5 hábitos podem ajudar a proteger o cérebro do envelhecimento; veja quais
Pesquisa realizada em 11 países da América Latina mostra que pequenas mudanças na rotina, quando praticadas em conjunto, podem trazer benefícios importantes para a saúde do cérebro
Cuidar da saúde do cérebro vai muito além das palavras cruzadas ou de tentar memorizar listas. Um estudo inédito realizado em 11 países da América Latina, incluindo o Brasil, mostra que a combinação de cinco hábitos saudáveis pode retardar o declínio cognitivo em idosos com maior risco de desenvolver demência.
Publicada na revista científica The Lancet, a pesquisa acompanhou mais de mil pessoas durante dois anos e concluiu que quem adotou um programa estruturado de mudanças no estilo de vida apresentou uma melhora cognitiva significativamente maior do que aqueles que receberam apenas orientações gerais sobre saúde.
O resultado reforça uma mensagem importante: não existe uma solução isolada para proteger o cérebro, mas um conjunto de escolhas que faz diferença ao longo do tempo.
Os 5 hábitos que fizeram diferença
Durante o estudo, os participantes seguiram uma rotina baseada em cinco pilares:
- Praticar atividade física regularmente;
- Manter uma alimentação saudável;
- Controlar fatores de risco cardiovasculares, como hipertensão, diabetes e colesterol;
- Realizar exercícios de estimulação cognitiva;
- Participar de atividades de convivência e socialização.
Ao final dos dois anos, o grupo que reuniu essas cinco práticas apresentou uma melhora da função cognitiva 55% superior à observada entre aqueles que receberam apenas recomendações gerais. Além da cognição global, houve benefícios em áreas importantes, como memória, atenção, planejamento e tomada de decisões.

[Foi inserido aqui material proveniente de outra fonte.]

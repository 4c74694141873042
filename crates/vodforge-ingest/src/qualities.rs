//! Rendition ladder selection.

use vodforge_models::{QualityCatalog, QualityLabel, SourceMetadata};

use crate::validate::{ValidationError, ValidationIssue};

/// Choose the default ladder for a source.
///
/// Includes every catalog rung whose height fits the source height,
/// highest first; a 1080p source gets the full ladder, a 720p source
/// starts at 720p, and sub-240p sources still get the lowest rung.
pub fn select_qualities(metadata: &SourceMetadata, catalog: &QualityCatalog) -> Vec<QualityLabel> {
    let selected: Vec<QualityLabel> = catalog
        .labels()
        .filter(|label| label.height() <= metadata.height)
        .collect();

    if selected.is_empty() {
        vec![catalog.lowest()]
    } else {
        selected
    }
}

/// Resolve the ladder for a submission.
///
/// A caller-supplied override is used verbatim after validation
/// (non-empty, duplicates removed with order preserved); otherwise the
/// default selection applies.
pub fn resolve_qualities(
    requested: Option<Vec<QualityLabel>>,
    metadata: &SourceMetadata,
    catalog: &QualityCatalog,
) -> Result<Vec<QualityLabel>, ValidationError> {
    match requested {
        None => Ok(select_qualities(metadata, catalog)),
        Some(labels) => {
            if labels.is_empty() {
                return Err(ValidationError::single(ValidationIssue::EmptyQualityList));
            }
            let mut seen = Vec::with_capacity(labels.len());
            for label in labels {
                if !seen.contains(&label) {
                    seen.push(label);
                }
            }
            Ok(seen)
        }
    }
}
//! Upload validation.
//!
//! Pure checks against the format allow-list and operational limits;
//! no side effects. All violated rules are aggregated into a single
//! error so callers see the complete picture, not just the first
//! failure.

use std::fmt;

use thiserror::Error;

use vodforge_models::{Limits, UploadedFile};

/// Declared media types accepted for ingestion.
pub const SUPPORTED_FORMATS: &[&str] = &[
    "video/mp4",
    "video/mpeg",
    "video/quicktime",
    "video/x-msvideo",
    "video/webm",
    "video/x-matroska",
];

/// Recognized filename extensions (lowercase, no dot).
pub const SUPPORTED_EXTENSIONS: &[&str] = &["mp4", "mpeg", "mpg", "mov", "avi", "webm", "mkv"];

/// One violated validation rule.
#[derive(Debug, Clone, PartialEq)]
pub enum ValidationIssue {
    /// Declared media type is not in the allow-list.
    UnsupportedFormat(String),
    /// Filename has no extension at all.
    MissingExtension(String),
    /// Extension present but not recognized.
    UnrecognizedExtension(String),
    /// Upload exceeds the maximum file size.
    FileTooLarge { size: u64, max: u64 },
    /// Source runs longer than the maximum duration (checked after
    /// probing).
    DurationTooLong { duration: f64, max: f64 },
    /// A caller-supplied quality override was empty.
    EmptyQualityList,
}

impl fmt::Display for ValidationIssue {
    fn fmt(&self, f: &mut fmt::Formatter<'_>) -> fmt::Result {
        match self {
            ValidationIssue::UnsupportedFormat(t) => {
                write!(f, "unsupported format '{}'", t)
            }
            ValidationIssue::MissingExtension(name) => {
                write!(f, "filename '{}' has no extension", name)
            }
            ValidationIssue::UnrecognizedExtension(ext) => {
                write!(f, "unrecognized extension '{}'", ext)
            }
            ValidationIssue::FileTooLarge { size, max } => {
                write!(f, "file size {} exceeds maximum {}", size, max)
            }
            ValidationIssue::DurationTooLong { duration, max } => {
                write!(f, "duration {:.1}s exceeds maximum {:.1}s", duration, max)
            }
            ValidationIssue::EmptyQualityList => {
                write!(f, "quality override must not be empty")
            }
        }
    }
}

/// Upload rejected; carries every violated rule.
#[derive(Debug, Clone, Error)]
pub struct ValidationError {
    pub violations: Vec<ValidationIssue>,
}

impl ValidationError {
    pub fn new(violations: Vec<ValidationIssue>) -> Self {
        Self { violations }
    }

    pub fn single(issue: ValidationIssue) -> Self {
        Self {
            violations: vec![issue],
        }
    }
}

impl fmt::Display for ValidationError {
    fn fmt(&self, f: &mut fmt::Formatter<'_>) -> fmt::Result {
        write!(f, "Upload validation failed: ")?;
        for (i, issue) in self.violations.iter().enumerate() {
            if i > 0 {
                write!(f, "; ")?;
            }
            write!(f, "{}", issue)?;
        }
        Ok(())
    }
}

/// Validate an upload against the allow-list and size limit.
///
/// Checks run in order (media type, extension, size) and every failed
/// check is collected. Duration is not checked here: it is unknown
/// until the file has been probed.
pub fn validate_upload(file: &UploadedFile, limits: &Limits) -> Result<(), ValidationError> {
    let mut violations = Vec::new();

    if !SUPPORTED_FORMATS.contains(&file.content_type.as_str()) {
        violations.push(ValidationIssue::UnsupportedFormat(
            file.content_type.clone(),
        ));
    }

    match file.extension() {
        None => violations.push(ValidationIssue::MissingExtension(file.filename.clone())),
        Some(ext) if !SUPPORTED_EXTENSIONS.contains(&ext.as_str()) => {
            violations.push(ValidationIssue::UnrecognizedExtension(ext));
        }
        Some(_) => {}
    }

    if file.size_bytes > limits.max_file_size {
        violations.push(ValidationIssue::FileTooLarge {
            size: file.size_bytes,
            max: limits.max_file_size,
        });
    }

    if violations.is_empty() {
        Ok(())
    } else {
        Err(ValidationError::new(violations))
    }
}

O segredo está na combinação dos hábitos
Segundo o neurologista Paulo Caramelli, professor da Faculdade de Medicina da UFMG e um dos coordenadores brasileiros da pesquisa, o principal achado foi justamente mostrar que os benefícios aparecem quando essas estratégias são adotadas em conjunto.

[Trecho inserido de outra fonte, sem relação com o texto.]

//! HLS/DASH packaging settings.
//!
//! These are the constants the external packager consumes; the core
//! only emits configuration and never performs segmenting itself.

use schemars::JsonSchema;
use serde::{Deserialize, Serialize};
use thiserror::Error;

/// The only playlist type this core produces.
pub const VOD_PLAYLIST_TYPE: &str = "vod";

/// Error for invalid manifest settings.
#[derive(Debug, Error)]
pub enum ManifestSettingsError {
    #[error("HLS segment duration must be positive")]
    HlsSegmentDuration,

    #[error("HLS key rotation interval must be positive")]
    KeyRotationInterval,

    #[error("DASH segment duration must be positive")]
    DashSegmentDuration,

    #[error("DASH adaptation sets must be non-empty")]
    EmptyAdaptationSets,
}

/// HLS packaging settings.
#[derive(Debug, Clone, Serialize, Deserialize, JsonSchema)]
pub struct HlsSettings {
    /// Segment duration in seconds
    pub segment_duration: u32,
    /// Playlist type; always "vod"
    pub playlist_type: String,
    /// Encrypt segments with rotating keys
    pub enable_encryption: bool,
    /// Key rotation interval in seconds
    pub key_rotation_interval: u32,
}

impl Default for HlsSettings {
    fn default() -> Self {
        Self {
            segment_duration: 6,
            playlist_type: VOD_PLAYLIST_TYPE.to_string(),
            enable_encryption: false,
            key_rotation_interval: 3600,
        }
    }
}

/// DASH packaging settings.
#[derive(Debug, Clone, Serialize, Deserialize, JsonSchema)]
pub struct DashSettings {
    /// Segment duration in seconds
    pub segment_duration: u32,
    /// Adaptation set identifiers
    pub adaptation_sets: Vec<String>,
    /// Encrypt segments
    pub enable_encryption: bool,
}

impl Default for DashSettings {
    fn default() -> Self {
        Self {
            segment_duration: 4,
            adaptation_sets: vec!["video".to_string(), "audio".to_string()],
            enable_encryption: false,
        }
    }
}

/// Combined packaging settings for both formats.
#[derive(Debug, Clone, Default, Serialize, Deserialize, JsonSchema)]
pub struct ManifestSettings {
    pub hls: HlsSettings,
    pub dash: DashSettings,
}

impl ManifestSettings {
    /// Check segment durations, rotation interval and adaptation sets.
    pub fn validate(&self) -> Result<(), ManifestSettingsError> {
        if self.hls.segment_duration == 0 {
            return Err(ManifestSettingsError::HlsSegmentDuration);
        }
        if self.hls.key_rotation_interval == 0 {
            return Err(ManifestSettingsError::KeyRotationInterval);
        }
        if self.dash.segment_duration == 0 {
            return Err(ManifestSettingsError::DashSegmentDuration);
        }
        if self.dash.adaptation_sets.is_empty() {
            return Err(ManifestSettingsError::EmptyAdaptationSets);
        }
        Ok(())
    }
}
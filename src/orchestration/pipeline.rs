// Classify-and-translate pipeline: classification, then one concurrent
// translation task per label, joined in input order.

use futures::future::join_all;
use parking_lot::Mutex;
use std::sync::Arc;
use std::time::Duration;
use tracing::{debug, info, instrument, warn};

use crate::core::config::Config;
use crate::core::errors::{PipelineError, PipelineResult, TerminalCondition};
use crate::core::types::{ClassificationResult, ForbiddenWordSet, SelectedImage, TranslationOutcome};
use crate::services::classifier::Classifier;
use crate::services::translation::Translator;
use crate::utils::Metrics;

/// The workflow's classification + translation stage.
///
/// One instance per session; stateless between runs. All run state lives on
/// the stack of `run`, so a discarded run leaves nothing behind.
pub struct ClassifyTranslatePipeline {
    translator: Arc<dyn Translator>,
    forbidden_words: Arc<ForbiddenWordSet>,
    target_lang: String,
    /// Fixed artificial delay before each translation call (simulated
    /// network/model latency, 1s by default)
    artificial_delay: Duration,
    metrics: Option<Metrics>,
}

impl ClassifyTranslatePipeline {
    pub fn new(
        translator: Arc<dyn Translator>,
        config: &Config,
        metrics: Option<Metrics>,
    ) -> Self {
        Self {
            translator,
            forbidden_words: Arc::new(ForbiddenWordSet::new(config.forbidden_words())),
            target_lang: config.target_lang().to_string(),
            artificial_delay: Duration::from_millis(config.translation.artificial_delay_ms),
            metrics,
        }
    }

    pub fn forbidden_words(&self) -> &ForbiddenWordSet {
        &self.forbidden_words
    }

    /// Run the full classify → fan-out translate → fan-in sequence.
    ///
    /// The aggregated results preserve the classifier's label order no matter
    /// in which order the concurrent translations complete, and no partial
    /// result set is ever returned: the join waits for every task.
    ///
    /// A forbidden word in any translation sets a run-wide failure flag but
    /// does NOT cancel sibling translations; they complete, and the run then
    /// yields the terminal condition instead of results. Fire-and-continue is
    /// the contract here, not early cancellation.
    #[instrument(skip(self, classifier, image), fields(filename = %image.filename))]
    pub async fn run(
        &self,
        classifier: &dyn Classifier,
        image: &SelectedImage,
    ) -> PipelineResult<Vec<ClassificationResult>> {
        let predictions = classifier
            .classify(image)
            .await
            .map_err(|source| PipelineError::ClassificationFailed { source })?;

        info!(labels = predictions.len(), "Classification produced labels");
        if predictions.is_empty() {
            return Ok(Vec::new());
        }

        // First forbidden match across all tasks; checked only after the join
        let failure: Mutex<Option<TerminalCondition>> = Mutex::new(None);

        // Fan out one translation task per label, FIFO issue order
        let tasks = predictions.into_iter().map(|prediction| {
            let failure = &failure;
            async move {
                let translated_name = self.translate_label(&prediction.class_name).await;

                if let Some(word) = self.forbidden_words.first_match(&translated_name) {
                    let mut slot = failure.lock();
                    if slot.is_none() {
                        *slot = Some(TerminalCondition::ForbiddenWord {
                            word: word.to_string(),
                            translation: translated_name.clone(),
                        });
                    }
                    // Siblings keep running; the join below still waits for them
                }

                ClassificationResult {
                    class_name: prediction.class_name,
                    probability: prediction.probability,
                    translated_name: Some(translated_name),
                }
            }
        });

        // Fan-in: join_all preserves input order regardless of completion order
        let results = join_all(tasks).await;

        if let Some(condition) = failure.lock().take() {
            warn!(condition = %condition, "Forbidden word detected, discarding run");
            return Err(PipelineError::Terminal(condition));
        }

        Ok(results)
    }

    /// Translate a single label, falling back to the original text when the
    /// gateway has nothing. Both paths carry the target-language tag prefix.
    async fn translate_label(&self, label: &str) -> String {
        tokio::time::sleep(self.artificial_delay).await;

        let outcome = match self.translator.translate(label, &self.target_lang).await {
            Some(text) => TranslationOutcome::Translated(text),
            None => TranslationOutcome::Unavailable,
        };

        if let Some(ref metrics) = self.metrics {
            metrics.record_translation(outcome != TranslationOutcome::Unavailable);
        }

        match outcome {
            TranslationOutcome::Translated(text) => {
                debug!(label, translation = %text, "Label translated");
                format!("({}) {}", self.target_lang, text)
            }
            TranslationOutcome::Unavailable => {
                info!(label, "Translation unavailable, using original label");
                format!("({}) {}", self.target_lang, label)
            }
        }
    }
}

"Não se trata de recomendar isoladamente que a pessoa faça exercício ou tenha uma alimentação melhor. O que demonstramos é que o efeito aparece quando os cinco pilares são trabalhados simultaneamente", disse em entrevista à 'Folha de São Paulo',
O especialista acrescentou ainda que essa abordagem faz sentido porque a demência costuma ter diversas causas atuando ao mesmo tempo. "Mesmo que no futuro exista um medicamento capaz de curar a doença de Alzheimer, o problema da demência continuará existindo, porque muitos idosos apresentam mais de uma causa para o comprometimento cognitivo. A prevenção atua justamente sobre vários mecanismos ao mesmo tempo."
Uma estratégia adaptada
O trabalho adaptou para a América Latina um modelo criado originalmente na Finlândia, considerado uma referência mundial na prevenção da demência. Desta vez, porém, as orientações foram ajustadas à realidade dos países participantes. No Brasil, por exemplo, as recomendações alimentares levaram em conta os hábitos locais e o acesso aos alimentos. Já as atividades físicas em grupo e os encontros de socialização tiveram boa aceitação entre os voluntários.

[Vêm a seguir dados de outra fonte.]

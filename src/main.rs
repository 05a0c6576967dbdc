// Main entry point for the classify-and-translate workflow service

use translens::{
    core::{Config, TerminalCondition},
    services::classifier::ClassifierProvider,
    services::translation::{TranslationGateway, Translator},
    session::WorkflowSession,
    utils::Metrics,
};

use anyhow::Result;
use axum::{
    extract::{DefaultBodyLimit, Multipart, State},
    http::StatusCode,
    response::{IntoResponse, Json},
    routing::{get, post},
    Router,
};
use std::sync::Arc;
use tower_http::cors::{Any, CorsLayer};
use tracing::info;

/// Application state shared across handlers
#[derive(Clone)]
struct AppState {
    session: Arc<WorkflowSession>,
    metrics: Metrics,
}

#[tokio::main]
async fn main() -> Result<()> {
    // Load configuration
    let config = Arc::new(Config::new().expect("Failed to load configuration"));

    // Initialize logging
    use tracing_subscriber::EnvFilter;

    let filter = EnvFilter::new(format!(
        "translens={}",
        match config.log_level() {
            tracing::Level::TRACE => "trace",
            tracing::Level::DEBUG => "debug",
            tracing::Level::INFO => "info",
            tracing::Level::WARN => "warn",
            tracing::Level::ERROR => "error",
        }
    ));

    tracing_subscriber::fmt().with_env_filter(filter).init();

    info!("=== CLASSIFY-AND-TRANSLATE WORKFLOW ===");
    info!(
        "Config: target_lang={} delay={}ms forbidden_words={:?}",
        config.target_lang(),
        config.translation.artificial_delay_ms,
        config.forbidden_words(),
    );

    // Initialize metrics
    let metrics = Metrics::new();

    // Translation gateway (degrades to fallbacks when unconfigured)
    let translator: Arc<dyn Translator> = Arc::new(TranslationGateway::new(config.clone())?);

    // Classifier backend
    #[cfg(feature = "onnx")]
    let provider: Arc<dyn ClassifierProvider> = Arc::new(
        translens::services::classifier::onnx::OnnxClassifierProvider::new(
            config.classifier.clone(),
        ),
    );
    #[cfg(not(feature = "onnx"))]
    let provider: Arc<dyn ClassifierProvider> =
        Arc::new(translens::services::classifier::UnavailableClassifierProvider);

    // Mount the workflow session (kicks off the classifier load)
    let session = WorkflowSession::mount(config.clone(), translator, provider, metrics.clone());
    let state = AppState { session, metrics };

    // Setup CORS
    let cors = CorsLayer::new()
        .allow_origin(Any)
        .allow_methods(Any)
        .allow_headers(Any);

    let app = Router::new()
        .route("/", get(root))
        .route("/health", get(health))
        .route("/metrics", get(metrics_endpoint))
        .route("/state", get(state_endpoint))
        .route("/select", post(select_image))
        .route("/classify", post(classify))
        .route("/reset", post(reset_app))
        .route("/reset/page", post(reset_page))
        .with_state(state)
        .layer(DefaultBodyLimit::max(20 * 1024 * 1024)) // 20MB uploads
        .layer(cors);

    let addr = format!("{}:{}", config.server_host(), config.server_port());
    info!("{}", "=".repeat(70));
    info!("Server starting on http://{}", addr);
    info!("{}", "-".repeat(70));
    info!("Endpoints:");
    info!("  GET  /            - Root endpoint");
    info!("  GET  /health      - Health check");
    info!("  GET  /metrics     - Prometheus metrics");
    info!("  GET  /state       - Workflow state snapshot");
    info!("  POST /select      - Select an image (multipart/form-data)");
    info!("  POST /classify    - Classify and translate the selection");
    info!("  POST /reset       - App-level reset (reloads classifier)");
    info!("  POST /reset/page  - Page-level reset (keeps classifier)");
    info!("{}", "=".repeat(70));

    let listener = tokio::net::TcpListener::bind(&addr).await?;
    axum::serve(listener, app).await?;

    Ok(())
}

async fn root() -> &'static str {
    "Classify-and-Translate Workflow"
}

async fn health() -> Json<serde_json::Value> {
    Json(serde_json::json!({
        "status": "healthy",
        "version": env!("CARGO_PKG_VERSION"),
    }))
}

/// Prometheus metrics endpoint
async fn metrics_endpoint(State(state): State<AppState>) -> impl IntoResponse {
    (
        StatusCode::OK,
        [("Content-Type", "text/plain; version=0.0.4")],
        state.metrics.to_prometheus(),
    )
}

/// Workflow state snapshot (includes the fallback view while failed)
async fn state_endpoint(State(state): State<AppState>) -> impl IntoResponse {
    Json(state.session.snapshot())
}

/// Map a terminal condition to the fallback response
fn terminal_response(state: &AppState, condition: TerminalCondition) -> (StatusCode, Json<serde_json::Value>) {
    (
        StatusCode::CONFLICT,
        Json(serde_json::json!({
            "error": condition.to_string(),
            "state": state.session.snapshot(),
        })),
    )
}

/// Select an image for classification
///
/// # Request Format:
/// - multipart/form-data
/// - Field "image": one image file
async fn select_image(
    State(state): State<AppState>,
    mut multipart: Multipart,
) -> Result<Json<serde_json::Value>, (StatusCode, Json<serde_json::Value>)> {
    let mut upload: Option<(String, Vec<u8>)> = None;

    while let Some(field) = multipart.next_field().await.map_err(|e| {
        bad_request(format!("Multipart error: {}", e))
    })? {
        if field.name() == Some("image") {
            let filename = field.file_name().unwrap_or("unknown").to_string();
            let data = field
                .bytes()
                .await
                .map_err(|e| bad_request(format!("Read error: {}", e)))?;
            upload = Some((filename, data.to_vec()));
        }
    }

    let Some((filename, bytes)) = upload else {
        return Err(bad_request("No image provided".to_string()));
    };

    // The extension gate runs before decoding: a vector image would not
    // decode as a raster anyway, and the rejection is the point
    if translens::session::is_vector_image(&filename) {
        return match state.session.select_input(&filename, bytes, 0, 0) {
            Ok(()) => Ok(Json(serde_json::json!({ "state": state.session.snapshot() }))),
            Err(condition) => Err(terminal_response(&state, condition)),
        };
    }

    // Decode to validate the upload and learn its dimensions
    let img = image::load_from_memory(&bytes)
        .map_err(|e| bad_request(format!("Invalid image: {}", e)))?;
    let (width, height) = (img.width(), img.height());

    match state.session.select_input(&filename, bytes, width, height) {
        Ok(()) => Ok(Json(serde_json::json!({ "state": state.session.snapshot() }))),
        Err(condition) => Err(terminal_response(&state, condition)),
    }
}

/// Run the classify-and-translate pipeline on the current selection
async fn classify(
    State(state): State<AppState>,
) -> Result<Json<serde_json::Value>, (StatusCode, Json<serde_json::Value>)> {
    match state.session.classify_and_translate().await {
        Ok(()) => Ok(Json(serde_json::json!({ "state": state.session.snapshot() }))),
        Err(condition) => Err(terminal_response(&state, condition)),
    }
}

/// App-level reset: discards everything and reloads the classifier
async fn reset_app(State(state): State<AppState>) -> impl IntoResponse {
    state.session.reset_app();
    Json(serde_json::json!({ "state": state.session.snapshot() }))
}

/// Page-level reset: recovers the input subtree, classifier retained
async fn reset_page(State(state): State<AppState>) -> impl IntoResponse {
    state.session.reset_page();
    Json(serde_json::json!({ "state": state.session.snapshot() }))
}

fn bad_request(message: String) -> (StatusCode, Json<serde_json::Value>) {
    (
        StatusCode::BAD_REQUEST,
        Json(serde_json::json!({ "error": message })),
    )
}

Segundo os pesquisadores, esse é o primeiro grande estudo a demonstrar que esse tipo de intervenção também funciona em países de média renda, onde fatores como hipertensão, diabetes e colesterol alto ainda são frequentemente mal controlados.
O benefício chamou atenção dos pesquisadores
Outro dado que surpreendeu a equipe foi a intensidade dos resultados. A geriatra Claudia Kimie Suemoto, professora da Faculdade de Medicina da USP e integrante do comitê executivo da pesquisa, destacou que "o efeito observado foi quase três vezes maior do que o encontrado em estudos semelhantes realizados em outros países." Além disso, mais de 82% dos participantes concluíram os dois anos de acompanhamento, o que prova a viabilidade prática da estratégia.
Os pesquisadores ressaltam, contudo, que adotar essas mudanças não impede totalmente o surgimento da demência. Ainda assim, os resultados mostram que um estilo de vida saudável pode retardar o comprometimento cognitivo e desacelerar a progressão da doença. Agora, a equipe pretende avaliar se o Sistema Único de Saúde (SUS) pode incorporar a estratégia, tornando a prevenção parte da rotina da atenção primária.
Enquanto novas pesquisas avançam, a principal mensagem do estudo é simples e inspiradora: cuidar do cérebro acontece um pouco todos os dias. E, quando alimentação equilibrada, movimento, convivência, estímulos mentais e atenção à saúde caminham juntos, os benefícios podem acompanhar a mente por muitos anos.